Spotify podcast host Joe Rogan said last week that “healthy” young people don’t need to worry about getting the COVID-19 vaccine, countering health experts’ recommendations.
On his show “The Joe Rogan Experience,” the podcast host urged people to get vaccinated “if you’re vulnerable” saying he thinks “for the most part it’s safe.” But Rogan said if a 21-year-old asks him if they should get the vaccine, “I’ll go, ‘No.’”
“Are you healthy?” he said in his April 23 podcast. “Are you a healthy person? Like, look, don’t do anything stupid, but you should take care of yourself. You should – if you’re a healthy person, and you’re exercising all the time, and you’re young, and you’re eating well, like, I don’t think you need to worry about this.”
Spotify’s Joe Rogan encourages “healthy” young people not to get a coronavirus vaccine. His show is Spotify’s most popular podcast.
“If you’re like 21 years old, and you say to me, should I get vaccinated? I’ll go no.” pic.twitter.com/5dX98xUaHS
— Alex Paterson (@AlexPattyy) April 27, 2021
Rogan’s advice directly contradicts health experts, who have called on all people above age 16 to get the vaccine in order to curb the spread of the virus across the U.S., especially among vulnerable populations.
So far, almost 140 million American adults have gotten at least one shot, amounting to 54 percent of the population. More than 96 million, or 37 percent of adults, are fully vaccinated, according to Centers for Disease Control and Prevention data.
But public health officials have said the U.S. needs to reach more than 70 percent to get to a point where the population is considered immune to the virus that has disrupted American life for more than a year.
Rogan’s remarks come as the U.S. faces a tipping point in its vaccination effort between enthusiastic Americans who have already gotten the jab versus those who are more hesitant or don’t have access to the shot.
The host, whose podcast has been among the most popular on Spotify, said that parents are worried about potential requirements for children to get vaccinated, arguing that COVID-19 is not “statistically dangerous for children.”
“I can tell you as someone who has — both my children got the virus. It was nothing,” he said. “I mean, I hate to say that if someone’s children died from this. I’m very sorry that that happened. I’m not in any way diminishing that. But I’m saying the personal experience that my children had with COVID was nothing.”
“It’s amazing that that’s controversial – that even saying that, I’m not going to inject my child with the vaccine, is controversial,” he added later.
“We’re talking about something that is not statistically dangerous for children,” Rogan said. “But yet people still want you to get your child vaccinated, which is crazy to me.”
There are no current mandates for children to get the vaccine as the U.S.’s Food and Drug Administration has only given emergency approval to the Pfizer-BioNTech vaccine for those 16 and older and to the Moderna and Johnson & Johnson vaccines for those 18 and older.

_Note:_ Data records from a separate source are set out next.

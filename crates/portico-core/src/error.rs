//! Errors produced by the request pipeline itself.
//!
//! Every variant is handled at the stage that detects it and converted
//! straight into a terminal response via [`DispatchError::into_response`].
//! Handlers, middleware, and interceptors never see these; they signal
//! their own failures by building an error response.
//!
//! | Variant | Status |
//! |---|---|
//! | `RouteNotFound` | 404 |
//! | `MethodNotAllowed` | 405 |
//! | `PublicDirMissing` | 404 |
//! | `ExtensionNotAllowed` | 404 |
//! | `FileNotFound` | 404 |
//! | `NoExtension` | 404 |

use http::header::{HeaderValue, ALLOW};
use http::{Method, StatusCode};
use thiserror::Error;

use crate::types::{Response, ResponseExt};

/// A failure detected while dispatching a request.
///
/// The `Display` text is the human-readable message placed in the error
/// response body.
#[derive(Debug, Error)]
pub enum DispatchError {
    /// No route pattern matched the request path.
    #[error("route not found")]
    RouteNotFound,

    /// The first route matching the path does not accept the request method.
    ///
    /// The response carries an `Allow` header naming `allowed`.
    #[error("method not allowed")]
    MethodNotAllowed {
        /// The method the matching route accepts.
        allowed: Method,
    },

    /// A static asset was requested but no public directory is configured.
    #[error("public folder is not defined")]
    PublicDirMissing,

    /// The requested asset's extension is not in the allow list.
    #[error("file extension is not allowed")]
    ExtensionNotAllowed {
        /// The rejected extension.
        extension: String,
    },

    /// The asset could not be read from the public directory.
    #[error("file not found")]
    FileNotFound {
        /// Underlying I/O failure, if the read was attempted.
        #[source]
        source: Option<std::io::Error>,
    },

    /// The static resolver was given a path without an extension.
    #[error("extension not found")]
    NoExtension,
}

impl DispatchError {
    /// Returns the HTTP status code for this error.
    #[must_use]
    pub fn status_code(&self) -> StatusCode {
        match self {
            Self::MethodNotAllowed { .. } => StatusCode::METHOD_NOT_ALLOWED,
            Self::RouteNotFound
            | Self::PublicDirMissing
            | Self::ExtensionNotAllowed { .. }
            | Self::FileNotFound { .. }
            | Self::NoExtension => StatusCode::NOT_FOUND,
        }
    }

    /// Returns `true` if this error came from static asset resolution.
    #[must_use]
    pub fn is_static(&self) -> bool {
        !matches!(self, Self::RouteNotFound | Self::MethodNotAllowed { .. })
    }

    /// Converts the error into a `text/plain` response whose body is
    /// `Error: <message>`.
    #[must_use]
    pub fn into_response(self) -> Response {
        let allow = match &self {
            Self::MethodNotAllowed { allowed } => HeaderValue::from_str(allowed.as_str()).ok(),
            _ => None,
        };

        let mut response = Response::text(self.status_code(), format!("Error: {self}"));
        if let Some(allow) = allow {
            response.headers_mut().insert(ALLOW, allow);
        }
        response
    }
}

impl From<DispatchError> for Response {
    fn from(error: DispatchError) -> Self {
        error.into_response()
    }
}
//! `tracing-subscriber` setup.
//!
//! # Example
//!
//! ```rust,no_run
//! use portico_telemetry::{init_logging, LogConfig};
//!
//! init_logging(&LogConfig::production()).expect("logging");
//! tracing::info!(port = 8000, "Starting");
//! ```

use serde::Deserialize;
use tracing_subscriber::layer::SubscriberExt;
use tracing_subscriber::util::SubscriberInitExt;
use tracing_subscriber::{EnvFilter, Layer};

use crate::error::{TelemetryError, TelemetryResult};

/// Environment variable that, when set, overrides [`LogConfig::level`].
pub const LOG_ENV_VAR: &str = "RUST_LOG";

/// Output encoding.
#[derive(Debug, Clone, Copy, PartialEq, Eq, Default, Deserialize)]
#[serde(rename_all = "lowercase")]
pub enum LogFormat {
    /// One JSON object per line.
    #[default]
    Json,

    /// Multi-line, human-oriented output.
    Pretty,

    /// Single-line, human-oriented output.
    Compact,
}

/// Logging configuration.
///
/// Can be embedded in an application's TOML config:
///
/// ```toml
/// level = "portico_server=debug,info"
/// format = "pretty"
/// ```
#[derive(Debug, Clone, PartialEq, Eq, Deserialize)]
#[serde(default)]
pub struct LogConfig {
    /// Whether to install a subscriber at all.
    pub enabled: bool,

    /// Filter directives, e.g. `"info"` or `"portico_server=debug,warn"`.
    pub level: String,

    /// Output encoding.
    pub format: LogFormat,

    /// Include source file and line.
    pub source_location: bool,

    /// Include the event target (module path).
    pub show_target: bool,

    /// Include thread ids.
    pub show_thread_ids: bool,
}

impl Default for LogConfig {
    fn default() -> Self {
        Self::production()
    }
}

impl LogConfig {
    /// Human-readable output at `debug`, with source locations.
    #[must_use]
    pub fn development() -> Self {
        Self {
            enabled: true,
            level: "debug".to_string(),
            format: LogFormat::Pretty,
            source_location: true,
            show_target: true,
            show_thread_ids: false,
        }
    }

    /// JSON output at `info`.
    #[must_use]
    pub fn production() -> Self {
        Self {
            enabled: true,
            level: "info".to_string(),
            format: LogFormat::Json,
            source_location: false,
            show_target: true,
            show_thread_ids: false,
        }
    }

    /// Replaces the filter directives.
    #[must_use]
    pub fn with_level(mut self, level: impl Into<String>) -> Self {
        self.level = level.into();
        self
    }

    /// Replaces the output encoding.
    #[must_use]
    pub fn with_format(mut self, format: LogFormat) -> Self {
        self.format = format;
        self
    }
}

/// Installs the global subscriber described by `config`.
///
/// `RUST_LOG`, when set, takes precedence over `config.level`.
///
/// # Errors
///
/// Fails if the filter is invalid or a global subscriber already exists.
pub fn init_logging(config: &LogConfig) -> TelemetryResult<()> {
    if !config.enabled {
        return Ok(());
    }

    let filter = match std::env::var(LOG_ENV_VAR) {
        Ok(directives) if !directives.trim().is_empty() => create_env_filter(&directives)?,
        _ => create_env_filter(&config.level)?,
    };

    let layer = tracing_subscriber::fmt::layer()
        .with_file(config.source_location)
        .with_line_number(config.source_location)
        .with_target(config.show_target)
        .with_thread_ids(config.show_thread_ids);

    let layer = match config.format {
        LogFormat::Json => layer.json().with_filter(filter).boxed(),
        LogFormat::Pretty => layer.pretty().with_filter(filter).boxed(),
        LogFormat::Compact => layer.compact().with_filter(filter).boxed(),
    };

    tracing_subscriber::registry()
        .with(layer)
        .try_init()
        .map_err(|e| TelemetryError::LoggingInit(e.to_string()))
}

/// Parses filter directives.
///
/// # Errors
///
/// Returns [`TelemetryError::InvalidFilter`] if `directives` do not parse.
pub fn create_env_filter(directives: &str) -> TelemetryResult<EnvFilter> {
    EnvFilter::try_new(directives).map_err(|e| TelemetryError::InvalidFilter {
        filter: directives.to_string(),
        reason: e.to_string(),
    })
}
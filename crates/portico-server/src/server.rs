//! The HTTP server and its request pipeline.
//!
//! Every request goes through the same linear sequence:
//!
//! 1. Middleware, in registration order. The first one to return a
//!    response ends the request; nothing below runs.
//! 2. Dispatch. Paths whose last segment has an extension are served from
//!    the public directory, everything else is resolved by the router.
//! 3. Interceptors, in registration order, each replacing the response.
//!
//! # Example
//!
//! ```rust,no_run
//! use portico_core::{Response, ResponseExt};
//! use portico_router::{HandlerParams, Router};
//! use portico_server::{Server, ServerConfig};
//! use http::StatusCode;
//!
//! #[tokio::main]
//! async fn main() -> Result<(), Box<dyn std::error::Error>> {
//!     let router = Router::builder()
//!         .get("/", |_: HandlerParams| async { Response::text(StatusCode::OK, "hello") })
//!         .build()?;
//!
//!     let server = Server::new(router, ServerConfig::builder().port(8080).build());
//!     server.start().await?;
//!     Ok(())
//! }
//! ```

use std::convert::Infallible;
use std::fmt;
use std::net::SocketAddr;
use std::sync::atomic::{AtomicBool, Ordering};
use std::sync::Arc;

use bytes::Bytes;
use http::StatusCode;
use http_body_util::BodyExt;
use hyper::body::Incoming;
use hyper::server::conn::http1;
use hyper::service::service_fn;
use hyper_util::rt::TokioIo;
use parking_lot::{Mutex, RwLock};
use portico_core::{DispatchError, Request, Response, ResponseExt};
use portico_router::Router;
use tokio::net::{TcpListener, TcpStream};

use crate::config::ServerConfig;
use crate::error::ServerError;
use crate::pipeline::{
    run_interceptors, run_middleware, BoxedInterceptor, BoxedMiddleware, Interceptor, Middleware,
};
use crate::shutdown::{ConnectionTracker, ShutdownSignal};
use crate::static_files;

/// The Portico HTTP server.
///
/// Cheap to clone; clones share the same router, stage lists, and
/// lifecycle, so one clone can [`stop`](Self::stop) a server another clone
/// is running.
#[derive(Clone)]
pub struct Server {
    inner: Arc<Inner>,
}

struct Inner {
    router: Arc<Router>,
    config: ServerConfig,
    middleware: RwLock<Vec<BoxedMiddleware>>,
    interceptors: RwLock<Vec<BoxedInterceptor>>,
    shutdown: ShutdownSignal,
    started: AtomicBool,
    local_addr: Mutex<Option<SocketAddr>>,
}

impl Server {
    /// Creates a server. Nothing is bound until [`start`](Self::start).
    #[must_use]
    pub fn new(router: Router, config: ServerConfig) -> Self {
        Self {
            inner: Arc::new(Inner {
                router: Arc::new(router),
                config,
                middleware: RwLock::new(Vec::new()),
                interceptors: RwLock::new(Vec::new()),
                shutdown: ShutdownSignal::new(),
                started: AtomicBool::new(false),
                local_addr: Mutex::new(None),
            }),
        }
    }

    /// Returns the route table.
    #[must_use]
    pub fn router(&self) -> &Arc<Router> {
        &self.inner.router
    }

    /// Returns the configuration.
    #[must_use]
    pub fn config(&self) -> &ServerConfig {
        &self.inner.config
    }

    /// Appends a middleware.
    ///
    /// Requests already in the pipeline keep the list they started with.
    pub fn use_middleware(&self, middleware: impl Middleware) {
        self.inner.middleware.write().push(Arc::new(middleware));
    }

    /// Appends several middleware, keeping their order.
    pub fn use_all(&self, middleware: impl IntoIterator<Item = BoxedMiddleware>) {
        self.inner.middleware.write().extend(middleware);
    }

    /// Appends an interceptor.
    ///
    /// Requests already in the pipeline keep the list they started with.
    pub fn intercept(&self, interceptor: impl Interceptor) {
        self.inner.interceptors.write().push(Arc::new(interceptor));
    }

    /// Appends several interceptors, keeping their order.
    pub fn intercept_all(&self, interceptors: impl IntoIterator<Item = BoxedInterceptor>) {
        self.inner.interceptors.write().extend(interceptors);
    }

    /// Returns the bound address while the server is listening.
    #[must_use]
    pub fn local_addr(&self) -> Option<SocketAddr> {
        *self.inner.local_addr.lock()
    }

    /// Returns `true` once [`stop`](Self::stop) has been called.
    #[must_use]
    pub fn is_stopped(&self) -> bool {
        self.inner.shutdown.is_shutdown()
    }

    /// Binds the configured address and serves until [`stop`](Self::stop).
    ///
    /// After `stop`, open connections are asked to finish and the call
    /// waits up to the configured shutdown timeout for them before
    /// returning.
    ///
    /// # Errors
    ///
    /// Returns [`ServerError::Bind`] if the address cannot be bound,
    /// [`ServerError::AlreadyStarted`] if the server is already running,
    /// or [`ServerError::Stopped`] if it was stopped.
    pub async fn start(&self) -> Result<(), ServerError> {
        if self.is_stopped() {
            return Err(ServerError::Stopped);
        }
        if self.inner.started.swap(true, Ordering::SeqCst) {
            return Err(ServerError::AlreadyStarted);
        }

        // Any failure before the accept loop leaves the server startable.
        let (listener, addr) = match self.listen().await {
            Ok(bound) => bound,
            Err(error) => {
                self.inner.started.store(false, Ordering::SeqCst);
                return Err(error);
            }
        };

        *self.inner.local_addr.lock() = Some(addr);
        tracing::info!(%addr, "Server listening");

        self.accept_loop(listener).await;

        *self.inner.local_addr.lock() = None;
        tracing::info!("Server stopped");
        Ok(())
    }

    /// Stops accepting connections and asks open ones to close.
    ///
    /// Idempotent. The server cannot be started again afterwards.
    pub fn stop(&self) {
        if self.inner.shutdown.trigger() {
            tracing::info!("Stop requested");
        }
    }

    /// Runs one request through the pipeline without a socket.
    pub async fn handle(&self, request: Request) -> Response {
        let request = Arc::new(request);
        let router = Arc::clone(&self.inner.router);

        // Snapshot both lists; appends made from now on affect later
        // requests only.
        let middleware = self.inner.middleware.read().clone();
        let interceptors = self.inner.interceptors.read().clone();

        if let Some(response) = run_middleware(&middleware, &request, &router).await {
            tracing::debug!(
                method = %request.method(),
                path = %request.uri().path(),
                status = response.status().as_u16(),
                "Request short-circuited by middleware"
            );
            return response;
        }

        let response = self.dispatch(&request).await;
        let response = run_interceptors(&interceptors, &request, &router, response).await;

        tracing::debug!(
            method = %request.method(),
            path = %request.uri().path(),
            status = response.status().as_u16(),
            "Request completed"
        );
        response
    }

    async fn dispatch(&self, request: &Arc<Request>) -> Response {
        let path = request.uri().path();

        if static_files::is_static_request(path) {
            return match static_files::serve(self.inner.config.public_dir(), path).await {
                Ok(response) => response,
                Err(error) => {
                    tracing::debug!(%path, %error, "Static asset not served");
                    error.into_response()
                }
            };
        }

        match self.inner.router.resolve(path, request.method()) {
            Ok(route) => route.dispatch(path, Arc::clone(request)).await,
            Err(error) => {
                tracing::debug!(%path, method = %request.method(), %error, "Route not resolved");
                DispatchError::from(error).into_response()
            }
        }
    }

    async fn listen(&self) -> Result<(TcpListener, SocketAddr), ServerError> {
        let config = &self.inner.config;
        let listener = TcpListener::bind((config.host(), config.port()))
            .await
            .map_err(|source| ServerError::Bind {
                addr: config.to_string(),
                source,
            })?;
        let addr = listener.local_addr()?;
        Ok((listener, addr))
    }

    async fn accept_loop(&self, listener: TcpListener) {
        let shutdown = self.inner.shutdown.clone();
        let tracker = ConnectionTracker::new();

        loop {
            tokio::select! {
                result = listener.accept() => {
                    match result {
                        Ok((stream, remote_addr)) => {
                            let server = self.clone();
                            let guard = tracker.track();

                            tokio::spawn(async move {
                                if let Err(e) = server.serve_connection(stream).await {
                                    tracing::error!(%remote_addr, error = %e, "Connection error");
                                }
                                drop(guard);
                            });
                        }
                        Err(e) => {
                            tracing::error!(error = %e, "Failed to accept connection");
                        }
                    }
                }

                () = shutdown.recv() => break,
            }
        }

        drop(listener);

        let timeout = self.inner.config.shutdown_timeout();
        tracing::info!(
            ?timeout,
            active = tracker.active(),
            "Waiting for connections to close"
        );

        if tokio::time::timeout(timeout, tracker.wait_idle()).await.is_err() {
            tracing::warn!(
                active = tracker.active(),
                "Shutdown timeout reached with connections still open"
            );
        }
    }

    async fn serve_connection(&self, stream: TcpStream) -> Result<(), hyper::Error> {
        let io = TokioIo::new(stream);
        let server = self.clone();

        let service = service_fn(move |req: hyper::Request<Incoming>| {
            let server = server.clone();
            async move { Ok::<_, Infallible>(server.handle_incoming(req).await) }
        });

        let conn = http1::Builder::new().serve_connection(io, service);
        tokio::pin!(conn);

        tokio::select! {
            result = conn.as_mut() => result,
            () = self.inner.shutdown.recv() => {
                conn.as_mut().graceful_shutdown();
                conn.await
            }
        }
    }

    async fn handle_incoming(&self, req: hyper::Request<Incoming>) -> Response {
        let (parts, body) = req.into_parts();

        let body: Bytes = match body.collect().await {
            Ok(collected) => collected.to_bytes(),
            Err(e) => {
                tracing::error!(error = %e, "Failed to read request body");
                return Response::text(StatusCode::BAD_REQUEST, "Error: failed to read request body");
            }
        };

        self.handle(Request::from_parts(parts, body)).await
    }
}

impl fmt::Debug for Server {
    fn fmt(&self, f: &mut fmt::Formatter<'_>) -> fmt::Result {
        f.debug_struct("Server")
            .field("config", &self.inner.config)
            .field("routes", &self.inner.router.list_paths())
            .field("middleware", &self.inner.middleware.read().len())
            .field("interceptors", &self.inner.interceptors.read().len())
            .field("local_addr", &self.local_addr())
            .finish()
    }
}
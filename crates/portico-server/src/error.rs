//! Server and configuration error types.
//!
//! Neither of these ever reaches a client. Per-request failures are turned
//! into responses by the pipeline; these cover startup and configuration.

use std::io;
use std::path::PathBuf;

use thiserror::Error;

/// Failure to assemble a [`ServerConfig`](crate::ServerConfig) from its
/// layers.
#[derive(Debug, Error)]
pub enum ConfigError {
    /// A required TOML file does not exist.
    #[error("config file {} does not exist", path.display())]
    Missing {
        /// Requested location.
        path: PathBuf,
    },

    /// A TOML file exists but could not be read.
    #[error("cannot read config file {}", path.display())]
    Read {
        /// Requested location.
        path: PathBuf,
        /// I/O failure.
        #[source]
        source: io::Error,
    },

    /// TOML content does not fit the server schema.
    #[error("invalid config: {0}")]
    Parse(#[from] toml::de::Error),

    /// A recognized environment variable holds an unusable value.
    #[error("{var}: {reason}")]
    InvalidEnv {
        /// Full variable name, prefix included.
        var: String,
        /// What was expected.
        reason: String,
    },
}

impl ConfigError {
    pub(crate) fn invalid_env(var: &str, reason: &str) -> Self {
        Self::InvalidEnv {
            var: var.to_string(),
            reason: reason.to_string(),
        }
    }
}

/// Errors returned by [`Server::start`](crate::Server::start).
#[derive(Debug, Error)]
pub enum ServerError {
    /// The listener could not be bound.
    #[error("failed to bind to {addr}")]
    Bind {
        /// The configured `host:port`.
        addr: String,
        /// Underlying error.
        #[source]
        source: io::Error,
    },

    /// `start` was called on a server that is already running.
    #[error("server has already been started")]
    AlreadyStarted,

    /// `start` was called after `stop`.
    #[error("server has been stopped")]
    Stopped,

    /// I/O error while serving.
    #[error("I/O error: {0}")]
    Io(#[from] io::Error),
}

#[cfg(test)]
mod tests {
    use super::*;

    #[test]
    fn test_config_error_messages() {
        let err = ConfigError::Missing {
            path: PathBuf::from("/etc/portico.toml"),
        };
        assert_eq!(err.to_string(), "config file /etc/portico.toml does not exist");

        let err = ConfigError::invalid_env("PORTICO_PORT", "expected a port number");
        assert_eq!(err.to_string(), "PORTICO_PORT: expected a port number");
    }

    #[test]
    fn test_server_error_source() {
        use std::error::Error as _;

        let err = ServerError::Bind {
            addr: "0.0.0.0:80".to_string(),
            source: io::Error::new(io::ErrorKind::PermissionDenied, "denied"),
        };
        assert_eq!(err.to_string(), "failed to bind to 0.0.0.0:80");
        assert!(err.source().is_some());
    }
}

Some of the vaccine manufacturers have started or conducted vaccine trials to ensure the safety for infants and teenagers, with the goal of getting the vaccine approved for younger Americans.
While young people have lower death rates than older adults, more young people have been hospitalized recently as variants spread across the U.S., according to CNN. The CDC documents that more than 400 children have died from the virus.
Media Matters for America first reported Rogan’s comments on Tuesday.
Spotify did not immediately return The Hill’s request for comment. The company previously defended Rogan last year for hosting conspiracy theorist Alex Jones on his podcast, saying ”It’s important to have diverse voices and points of view on our platform.”
Sen. Ron Johnson (R-Wis.) also faced backlash last week for questioning the “big push” to vaccinate “everybody,” saying the government “probably should have limited the distribution” to vulnerable populations.
Top infectious disease expert Anthony Fauci countered Johnson’s remarks, saying “there’s a pretty good reason” for the federal government’s push in that “we are dealing with an emergency.”